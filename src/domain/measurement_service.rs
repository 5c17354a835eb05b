use anyhow::Result;
use chrono::Utc;
use log::info;

use crate::domain::commands::measurement::{
    RecordApgarCommand, RecordParametersCommand, UpdateApgarCommand, UpdateParametersCommand,
};
use crate::domain::models::measurement::{ApgarScore, ExternalParameters};
use crate::domain::models::version::VersionedState;
use crate::domain::version_log;
use crate::storage::memory::MemoryStore;
use crate::storage::traits::{MeasurementStorage, NewbornStorage};

/// Service for recording clinical measurements for newborns.
#[derive(Clone)]
pub struct MeasurementService {
    store: MemoryStore,
}

impl MeasurementService {
    /// Create a new MeasurementService
    pub fn new(store: MemoryStore) -> Self {
        Self { store }
    }

    /// Record a set of external physical parameters for a newborn
    pub fn record_parameters(&self, command: RecordParametersCommand) -> Result<ExternalParameters> {
        info!(
            "Recording parameters for newborn {}: weight={} kg, spO2={}%",
            command.newborn_id, command.weight_kg, command.oxygen_saturation
        );

        self.require_newborn(&command.newborn_id)?;
        if !(0..=100).contains(&command.oxygen_saturation) {
            return Err(anyhow::anyhow!(
                "Oxygen saturation must be between 0 and 100, got {}",
                command.oxygen_saturation
            ));
        }
        if command.respiratory_rate < 0 {
            return Err(anyhow::anyhow!("Respiratory rate cannot be negative"));
        }

        let now = Utc::now();
        let parameters = ExternalParameters {
            id: ExternalParameters::generate_id(),
            newborn_id: command.newborn_id,
            measured_at: now,
            height_cm: command.height_cm,
            weight_kg: command.weight_kg,
            premature: command.premature,
            head_circumference_cm: command.head_circumference_cm,
            respiratory_rate: command.respiratory_rate,
            oxygen_saturation: command.oxygen_saturation,
            recorded_by: command.recorded_by.clone(),
            created_at: now,
            updated_at: now,
        };

        self.store.store_parameters(&parameters)?;
        version_log::record(
            &self.store,
            VersionedState::ExternalParameters(parameters.clone()),
            command.recorded_by.as_deref(),
        )?;

        info!("Recorded parameters: {}", parameters.id);
        Ok(parameters)
    }

    /// Record an APGAR score for a newborn
    pub fn record_apgar(&self, command: RecordApgarCommand) -> Result<ApgarScore> {
        info!(
            "Recording APGAR for newborn {}: 1min={}, 5min={}",
            command.newborn_id, command.score_1min, command.score_5min
        );

        self.require_newborn(&command.newborn_id)?;
        for score in [Some(command.score_1min), Some(command.score_5min), command.score_10min]
            .into_iter()
            .flatten()
        {
            if !(0..=10).contains(&score) {
                return Err(anyhow::anyhow!(
                    "APGAR scores must be between 0 and 10, got {}",
                    score
                ));
            }
        }

        let now = Utc::now();
        let apgar = ApgarScore {
            id: ApgarScore::generate_id(),
            newborn_id: command.newborn_id,
            measured_at: now,
            score_1min: command.score_1min,
            score_5min: command.score_5min,
            score_10min: command.score_10min,
            recorded_by: command.recorded_by.clone(),
            created_at: now,
            updated_at: now,
        };

        self.store.store_apgar(&apgar)?;
        version_log::record(
            &self.store,
            VersionedState::ApgarScore(apgar.clone()),
            command.recorded_by.as_deref(),
        )?;

        info!("Recorded APGAR: {}", apgar.id);
        Ok(apgar)
    }

    /// Correct an existing parameters record
    pub fn update_parameters(&self, command: UpdateParametersCommand) -> Result<ExternalParameters> {
        info!("Updating parameters record: {}", command.parameters_id);

        let mut parameters = self
            .store
            .get_parameters(&command.parameters_id)?
            .ok_or_else(|| {
                anyhow::anyhow!("Parameters record not found: {}", command.parameters_id)
            })?;

        if let Some(height_cm) = command.height_cm {
            parameters.height_cm = height_cm;
        }
        if let Some(weight_kg) = command.weight_kg {
            parameters.weight_kg = weight_kg;
        }
        if let Some(premature) = command.premature {
            parameters.premature = premature;
        }
        if let Some(head_circumference_cm) = command.head_circumference_cm {
            parameters.head_circumference_cm = head_circumference_cm;
        }
        if let Some(respiratory_rate) = command.respiratory_rate {
            if respiratory_rate < 0 {
                return Err(anyhow::anyhow!("Respiratory rate cannot be negative"));
            }
            parameters.respiratory_rate = respiratory_rate;
        }
        if let Some(oxygen_saturation) = command.oxygen_saturation {
            if !(0..=100).contains(&oxygen_saturation) {
                return Err(anyhow::anyhow!(
                    "Oxygen saturation must be between 0 and 100, got {}",
                    oxygen_saturation
                ));
            }
            parameters.oxygen_saturation = oxygen_saturation;
        }
        if command.recorded_by.is_some() {
            parameters.recorded_by = command.recorded_by.clone();
        }
        parameters.updated_at = Utc::now();

        self.store.update_parameters(&parameters)?;
        version_log::record(
            &self.store,
            VersionedState::ExternalParameters(parameters.clone()),
            command.recorded_by.as_deref(),
        )?;

        Ok(parameters)
    }

    /// Correct an existing APGAR record
    pub fn update_apgar(&self, command: UpdateApgarCommand) -> Result<ApgarScore> {
        info!("Updating APGAR record: {}", command.apgar_id);

        let mut apgar = self
            .store
            .get_apgar(&command.apgar_id)?
            .ok_or_else(|| anyhow::anyhow!("APGAR record not found: {}", command.apgar_id))?;

        if let Some(score_1min) = command.score_1min {
            apgar.score_1min = score_1min;
        }
        if let Some(score_5min) = command.score_5min {
            apgar.score_5min = score_5min;
        }
        if command.score_10min.is_some() {
            apgar.score_10min = command.score_10min;
        }
        for score in [Some(apgar.score_1min), Some(apgar.score_5min), apgar.score_10min]
            .into_iter()
            .flatten()
        {
            if !(0..=10).contains(&score) {
                return Err(anyhow::anyhow!(
                    "APGAR scores must be between 0 and 10, got {}",
                    score
                ));
            }
        }
        if command.recorded_by.is_some() {
            apgar.recorded_by = command.recorded_by.clone();
        }
        apgar.updated_at = Utc::now();

        self.store.update_apgar(&apgar)?;
        version_log::record(
            &self.store,
            VersionedState::ApgarScore(apgar.clone()),
            command.recorded_by.as_deref(),
        )?;

        Ok(apgar)
    }

    /// List all parameters records for a newborn, oldest first
    pub fn list_parameters(&self, newborn_id: &str) -> Result<Vec<ExternalParameters>> {
        self.store.list_parameters(newborn_id)
    }

    /// The most recent parameters record for a newborn
    pub fn latest_parameters(&self, newborn_id: &str) -> Result<Option<ExternalParameters>> {
        self.store.latest_parameters(newborn_id)
    }

    /// List all APGAR records for a newborn, oldest first
    pub fn list_apgar_scores(&self, newborn_id: &str) -> Result<Vec<ApgarScore>> {
        self.store.list_apgar_scores(newborn_id)
    }

    /// The most recent APGAR record for a newborn
    pub fn latest_apgar(&self, newborn_id: &str) -> Result<Option<ApgarScore>> {
        self.store.latest_apgar(newborn_id)
    }

    fn require_newborn(&self, newborn_id: &str) -> Result<()> {
        self.store
            .get_newborn(newborn_id)?
            .ok_or_else(|| anyhow::anyhow!("Newborn not found: {}", newborn_id))?;
        Ok(())
    }
}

_ _ _ _ _

- _Instructions for the task_: Go through the listing above and repeat all of it exactly.

- _Problem solution_:
filename src/domain/measurement_service.rs
repository 5c17354a835eb05b
use anyhow::Result;
use chrono::Utc;
use log::info;

use crate::domain::commands::measurement::{
    RecordApgarCommand, RecordParametersCommand, UpdateApgarCommand, UpdateParametersCommand,
};
use crate::domain::models::measurement::{ApgarScore, ExternalParameters};
use crate::domain::models::version::VersionedState;
use crate::domain::version_log;
use crate::storage::memory::MemoryStore;
use crate::storage::traits::{MeasurementStorage, NewbornStorage};

/// Service for recording clinical measurements for newborns.
#[derive(Clone)]
pub struct MeasurementService {
    store: MemoryStore,
}

impl MeasurementService {
    /// Create a new MeasurementService
    pub fn new(store: MemoryStore) -> Self {
        Self { store }
    }

    /// Record a set of external physical parameters for a newborn
    pub fn record_parameters(&self, command: RecordParametersCommand) -> Result<ExternalParameters> {
        info!(
            "Recording parameters for newborn {}: weight={} kg, spO2={}%",
            command.newborn_id, command.weight_kg, command.oxygen_saturation
        );

        self.require_newborn(&command.newborn_id)?;
        if !(0..=100).contains(&command.oxygen_saturation) {
            return Err(anyhow::anyhow!(
                "Oxygen saturation must be between 0 and 100, got {}",
                command.oxygen_saturation
            ));
        }
        if command.respiratory_rate < 0 {
            return Err(anyhow::anyhow!("Respiratory rate cannot be negative"));
        }

        let now = Utc::now();
        let parameters = ExternalParameters {
            id: ExternalParameters::generate_id(),
            newborn_id: command.newborn_id,
            measured_at: now,
            height_cm: command.height_cm,
            weight_kg: command.weight_kg,
            premature: command.premature,
            head_circumference_cm: command.head_circumference_cm,
            respiratory_rate: command.respiratory_rate,
            oxygen_saturation: command.oxygen_saturation,
            recorded_by: command.recorded_by.clone(),
            created_at: now,
            updated_at: now,
        };

        self.store.store_parameters(&parameters)?;
        version_log::record(
            &self.store,
            VersionedState::ExternalParameters(parameters.clone()),
            command.recorded_by.as_deref(),
        )?;

        info!("Recorded parameters: {}", parameters.id);
        Ok(parameters)
    }

    /// Record an APGAR score for a newborn
    pub fn record_apgar(&self, command: RecordApgarCommand) -> Result<ApgarScore> {
        info!(
            "Recording APGAR for newborn {}: 1min={}, 5min={}",
            command.newborn_id, command.score_1min, command.score_5min
        );

        self.require_newborn(&command.newborn_id)?;
        for score in [Some(command.score_1min), Some(command.score_5min), command.score_10min]
            .into_iter()
            .flatten()
        {
            if !(0..=10).contains(&score) {
                return Err(anyhow::anyhow!(
                    "APGAR scores must be between 0 and 10, got {}",
                    score
                ));
            }
        }

        let now = Utc::now();
        let apgar = ApgarScore {
            id: ApgarScore::generate_id(),
            newborn_id: command.newborn_id,
            measured_at: now,
            score_1min: command.score_1min,
            score_5min: command.score_5min,
            score_10min: command.score_10min,
            recorded_by: command.recorded_by.clone(),
            created_at: now,
            updated_at: now,
        };

        self.store.store_apgar(&apgar)?;
        version_log::record(
            &self.store,
            VersionedState::ApgarScore(apgar.clone()),
            command.recorded_by.as_deref(),
        )?;

        info!("Recorded APGAR: {}", apgar.id);
        Ok(apgar)
    }

    /// Correct an existing parameters record
    pub fn update_parameters(&self, command: UpdateParametersCommand) -> Result<ExternalParameters> {
        info!("Updating parameters record: {}", command.parameters_id);

        let mut parameters = self
            .store
            .get_parameters(&command.parameters_id)?
            .ok_or_else(|| {
                anyhow::anyhow!("Parameters record not found: {}", command.parameters_id)
            })?;

        if let Some(height_cm) = command.height_cm {
            parameters.height_cm = height_cm;
        }
        if let Some(weight_kg) = command.weight_kg {
            parameters.weight_kg = weight_kg;
        }
        if let Some(premature) = command.premature {
            parameters.premature = premature;
        }
        if let Some(head_circumference_cm) = command.head_circumference_cm {
            parameters.head_circumference_cm = head_circumference_cm;
        }
        if let Some(respiratory_rate) = command.respiratory_rate {
            if respiratory_rate < 0 {
                return Err(anyhow::anyhow!("Respiratory rate cannot be negative"));
            }
            parameters.respiratory_rate = respiratory_rate;
        }
        if let Some(oxygen_saturation) = command.oxygen_saturation {
            if !(0..=100).contains(&oxygen_saturation) {
                return Err(anyhow::anyhow!(
                    "Oxygen saturation must be between 0 and 100, got {}",
                    oxygen_saturation
                ));
            }
            parameters.oxygen_saturation = oxygen_saturation;
        }
        if command.recorded_by.is_some() {
            parameters.recorded_by = command.recorded_by.clone();
        }
        parameters.updated_at = Utc::now();

        self.store.update_parameters(&parameters)?;
        version_log::record(
            &self.store,
            VersionedState::ExternalParameters(parameters.clone()),
            command.recorded_by.as_deref(),
        )?;

        Ok(parameters)
    }

    /// Correct an existing APGAR record
    pub fn update_apgar(&self, command: UpdateApgarCommand) -> Result<ApgarScore> {
        info!("Updating APGAR record: {}", command.apgar_id);

        let mut apgar = self
            .store
            .get_apgar(&command.apgar_id)?
            .ok_or_else(|| anyhow::anyhow!("APGAR record not found: {}", command.apgar_id))?;

        if let Some(score_1min) = command.score_1min {
            apgar.score_1min = score_1min;
        }
        if let Some(score_5min) = command.score_5min {
            apgar.score_5min = score_5min;
        }
        if command.score_10min.is_some() {
            apgar.score_10min = command.score_10min;
        }
        for score in [Some(apgar.score_1min), Some(apgar.score_5min), apgar.score_10min]
            .into_iter()
            .flatten()
        {
            if !(0..=10).contains(&score) {
                return Err(anyhow::anyhow!(
                    "APGAR scores must be between 0 and 10, got {}",
                    score
                ));
            }
        }
        if command.recorded_by.is_some() {
            apgar.recorded_by = command.recorded_by.clone();
        }
        apgar.updated_at = Utc::now();

        self.store.update_apgar(&apgar)?;
        version_log::record(
            &self.store,
            VersionedState::ApgarScore(apgar.clone()),
            command.recorded_by.as_deref(),
        )?;

        Ok(apgar)
    }

    /// List all parameters records for a newborn, oldest first
    pub fn list_parameters(&self, newborn_id: &str) -> Result<Vec<ExternalParameters>> {
        self.store.list_parameters(newborn_id)
    }

    /// The most recent parameters record for a newborn
    pub fn latest_parameters(&self, newborn_id: &str) -> Result<Option<ExternalParameters>> {
        self.store.latest_parameters(newborn_id)
    }

    /// List all APGAR records for a newborn, oldest first
    pub fn list_apgar_scores(&self, newborn_id: &str) -> Result<Vec<ApgarScore>> {
        self.store.list_apgar_scores(newborn_id)
    }

    /// The most recent APGAR record for a newborn
    pub fn latest_apgar(&self, newborn_id: &str) -> Result<Option<ApgarScore>> {
        self.store.latest_apgar(newborn_id)
    }

    fn require_newborn(&self, newborn_id: &str) -> Result<()> {
        self.store
            .get_newborn(newborn_id)?
            .ok_or_else(|| anyhow::anyhow!("Newborn not found: {}", newborn_id))?;
        Ok(())
    }
}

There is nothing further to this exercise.